US formulations' sales (the largest segment, 47 per cent of revenue) grew 21 per cent over a year and 26 per cent in dollar terms. Most Indian pharma majors have seen pricing pressure in the US Aurobindo, too, saw some erosion in the base business (five per cent sequentially) but product launches and volume growth helped it tide over this. The company launched eight products, including two injectables (typically higher margin products) during the quarter, which included a generic version of limited competition kidney treatment drug Renvela, boosting incremental sales growth. 

The pipeline for the US market, which includes complex generics (injectables), gives confidence about growth. Aurobindo has filed 21 Abbreviated New Drug Applications with the US drug regulator, 11 in oral and 10 in injectables. Further, it does not have major dependence on any single product in the US, which is positive, as it cushions the downside. Analysts at Emkay Global say Aurobindo has interesting growth opportunities in the US market over the next two years, including penems (anti-bacterials), recently launched over the counter drug Nexium and  expected scale-up in the injectables business (from FY17 revenue of $150 million,  at annual growth rate of 40 per cent). 

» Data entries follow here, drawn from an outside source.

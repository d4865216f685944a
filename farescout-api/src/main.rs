use anyhow::Context;
use farescout_alert::{AlertEngine, AlertPolicy, AlertSettings, ResendConfig, ResendNotifier};
use farescout_api::{app, worker, AppState, Metrics};
use farescout_catalog::{AirportDirectory, Catalog, DestinationScorer, Discovery};
use farescout_core::clock::{Clock, SystemClock};
use farescout_core::repository::{AlertRepository, PriceHistoryRepository, SearchRepository};
use farescout_quote::{BookingLinks, FlightSearch, KiwiClient, KiwiConfig, QuoteAdapter, QuoteCache, QuoteSettings};
use farescout_store::app_config::Config;
use farescout_store::{DbClient, MemoryStore, PgAlertRepository, PgPriceHistoryRepository, PgSearchRepository};
use std::net::SocketAddr;
use std::sync::Arc;
use std::time::Duration;
use tokio::sync::watch;
use tracing_subscriber::{layer::SubscriberExt, util::SubscriberInitExt};

struct Repositories {
    searches: Arc<dyn SearchRepository>,
    history: Arc<dyn PriceHistoryRepository>,
    alerts: Arc<dyn AlertRepository>,
}

async fn repositories(config: &Config) -> anyhow::Result<Repositories> {
    if config.database.is_memory() {
        tracing::warn!("Using the in-memory store; data is lost on restart");
        let store = Arc::new(MemoryStore::new());
        return Ok(Repositories {
            searches: store.clone(),
            history: store.clone(),
            alerts: store,
        });
    }

    let db = DbClient::new(&config.database.url, config.database.max_connections)
        .await
        .context("Failed to connect to Postgres")?;
    db.migrate().await.context("Failed to run migrations")?;

    Ok(Repositories {
        searches: Arc::new(PgSearchRepository::new(db.pool.clone())),
        history: Arc::new(PgPriceHistoryRepository::new(db.pool.clone())),
        alerts: Arc::new(PgAlertRepository::new(db.pool)),
    })
}

async fn shutdown_signal(tx: watch::Sender<bool>) {
    if let Err(e) = tokio::signal::ctrl_c().await {
        tracing::error!(error = %e, "Failed to listen for Ctrl-C");
    }
    tracing::info!("Shutdown signal received");
    let _ = tx.send(true);
}

#[tokio::main]
async fn main() -> anyhow::Result<()> {
    tracing_subscriber::registry()
        .with(
            tracing_subscriber::EnvFilter::try_from_default_env()
                .unwrap_or_else(|_| "farescout_api=debug,farescout_alert=info,tower_http=debug".into()),
        )
        .with(tracing_subscriber::fmt::layer())
        .init();

    let config = Config::load().context("Failed to load config")?;
    tracing::info!(run_mode = %config.run_mode, "Starting FareScout on port {}", config.server.port);

    let clock: Arc<dyn Clock> = Arc::new(SystemClock);
    let repos = repositories(&config).await?;

    let catalog = Catalog::load(config.catalog.path.as_deref()).context("Failed to load destination catalog")?;
    let airports = AirportDirectory::embedded().context("Failed to load airport directory")?;
    let discovery = Arc::new(Discovery::new(Arc::new(catalog), airports, DestinationScorer::default()));

    let provider = &config.provider;
    if provider.api_key.is_empty() {
        tracing::warn!("provider.api_key is not set; every price lookup will fail");
    }
    let kiwi = KiwiClient::new(KiwiConfig {
        base_url: provider.base_url.clone(),
        api_key: provider.api_key.clone(),
        partner_id: provider.partner_id.clone(),
        currency: provider.currency.clone(),
        locale: provider.locale.clone(),
        limit: provider.max_results,
        timeout: provider.timeout(),
    })
    .context("Failed to build price provider client")?;
    let quotes = Arc::new(QuoteAdapter::new(
        Arc::new(kiwi),
        QuoteCache::new(chrono::Duration::seconds(provider.cache_ttl_secs), clock.clone()),
        BookingLinks::new(
            &provider.booking_base_url,
            &provider.currency,
            &provider.locale,
            provider.partner_id.clone(),
        ),
        QuoteSettings {
            currency: provider.currency.clone(),
            max_results: provider.max_results,
            timeout: provider.timeout(),
        },
    ));
    let flights = Arc::new(FlightSearch::new(quotes.clone(), clock.clone()));

    let email_timeout = Duration::from_secs(config.email.timeout_secs);
    let notifier = Arc::new(
        ResendNotifier::new(ResendConfig {
            api_url: config.email.api_url.clone(),
            api_key: config.email.api_key.clone(),
            from: config.email.from.clone(),
            timeout: email_timeout,
        })
        .context("Failed to build email client")?,
    );

    let metrics = Arc::new(Metrics::new().context("Failed to register metrics")?);

    let alerts = &config.alerts;
    let engine = Arc::new(AlertEngine::new(
        repos.searches.clone(),
        repos.history.clone(),
        repos.alerts.clone(),
        quotes,
        notifier.clone(),
        clock.clone(),
        AlertSettings {
            policy: AlertPolicy {
                drop_threshold_percent: alerts.drop_threshold_percent,
                deal_ratio: alerts.deal_ratio,
                target_ratio: alerts.target_ratio,
                dedup_window: chrono::Duration::hours(alerts.dedup_window_hours),
            },
            sample_size: alerts.sample_size,
            dispatch_timeout: email_timeout,
        },
    ));

    let (shutdown_tx, shutdown_rx) = watch::channel(false);
    let workers = if config.scheduler.enabled {
        worker::start_alert_worker(
            engine,
            &config.scheduler,
            config.is_development(),
            metrics.clone(),
            shutdown_rx.clone(),
        )
    } else {
        tracing::info!("Alert scheduler disabled");
        Vec::new()
    };

    let app_state = AppState {
        discovery,
        flights,
        searches: repos.searches,
        alerts: repos.alerts,
        notifier,
        clock,
        metrics,
    };

    let addr = SocketAddr::from(([0, 0, 0, 0], config.server.port));
    tracing::info!("Listening on {}", addr);

    let listener = tokio::net::TcpListener::bind(addr)
        .await
        .with_context(|| format!("Failed to bind {}", addr))?;
    axum::serve(listener, app(app_state))
        .with_graceful_shutdown(shutdown_signal(shutdown_tx))
        .await
        .context("Server error")?;

    for handle in workers {
        if let Err(e) = handle.await {
            tracing::error!(error = %e, "Alert worker ended abnormally");
        }
    }
    tracing::info!("FareScout stopped");
    Ok(())
}
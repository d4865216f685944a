use async_trait::async_trait;
use chrono::{DateTime, Utc};
use farescout_shared::{Alert, NewAlert, NewPriceHistory, NewSearch, PriceHistoryEntry, Search};
use uuid::Uuid;

use crate::CoreResult;

/// Repository trait for saved searches
#[async_trait]
pub trait SearchRepository: Send + Sync {
    async fn create(&self, search: NewSearch, now: DateTime<Utc>) -> CoreResult<Search>;

    /// All searches, newest first
    async fn list(&self) -> CoreResult<Vec<Search>>;

    async fn list_active(&self) -> CoreResult<Vec<Search>>;

    async fn get(&self, id: Uuid) -> CoreResult<Option<Search>>;

    /// Deletes the search together with its alerts and price history.
    /// Returns false when no such search exists.
    async fn delete(&self, id: Uuid) -> CoreResult<bool>;
}

/// Append-only price observations
#[async_trait]
pub trait PriceHistoryRepository: Send + Sync {
    async fn append(&self, entry: NewPriceHistory) -> CoreResult<PriceHistoryEntry>;

    /// Most recently recorded observation for the pair
    async fn latest(&self, search_id: Uuid, destination: &str) -> CoreResult<Option<PriceHistoryEntry>>;

    /// Observations for the pair, newest first
    async fn list(&self, search_id: Uuid, destination: &str) -> CoreResult<Vec<PriceHistoryEntry>>;
}

/// Repository trait for alerts
#[async_trait]
pub trait AlertRepository: Send + Sync {
    async fn create(&self, alert: NewAlert) -> CoreResult<Alert>;

    /// Alerts, newest first, optionally restricted to one search
    async fn list(&self, search_id: Option<Uuid>) -> CoreResult<Vec<Alert>>;

    /// Alerts for the pair created at or after `since`
    async fn list_recent(
        &self,
        search_id: Uuid,
        destination: &str,
        since: DateTime<Utc>,
    ) -> CoreResult<Vec<Alert>>;

    async fn mark_sent(&self, id: Uuid) -> CoreResult<()>;
}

The European business, fourth largest contributor to sales, grew 37 per cent. The company benefited from its Portuguese acquisition, though adjusting for the acquisition, the organic growth rates seems high, say analysts. The company has transferred the manufacturing of 74 products from Europe to India, to drive profitability.

Though its financials beat estimates, operational performance could have been better but for a number of unquantified provisions in both raw material cost and other expenditure that somewhat clouded the reported numbers, say analysts. While revenue was Rs 4,436 crore, operating and net profit stood at Rs 1,117 crore and Rs 781 crore, respectively.  

Debt increased from $439 million at the end of FY17 to $616.4 million, due to acquisitions and higher working capital requirements. Analysts, expect this to come down to $475 million by the end of FY18, with strong cash flow. Ranjit Kapadia at Centrum Broking and Ranbir Singh at Sytematix Shares said they were positive on growth prospects.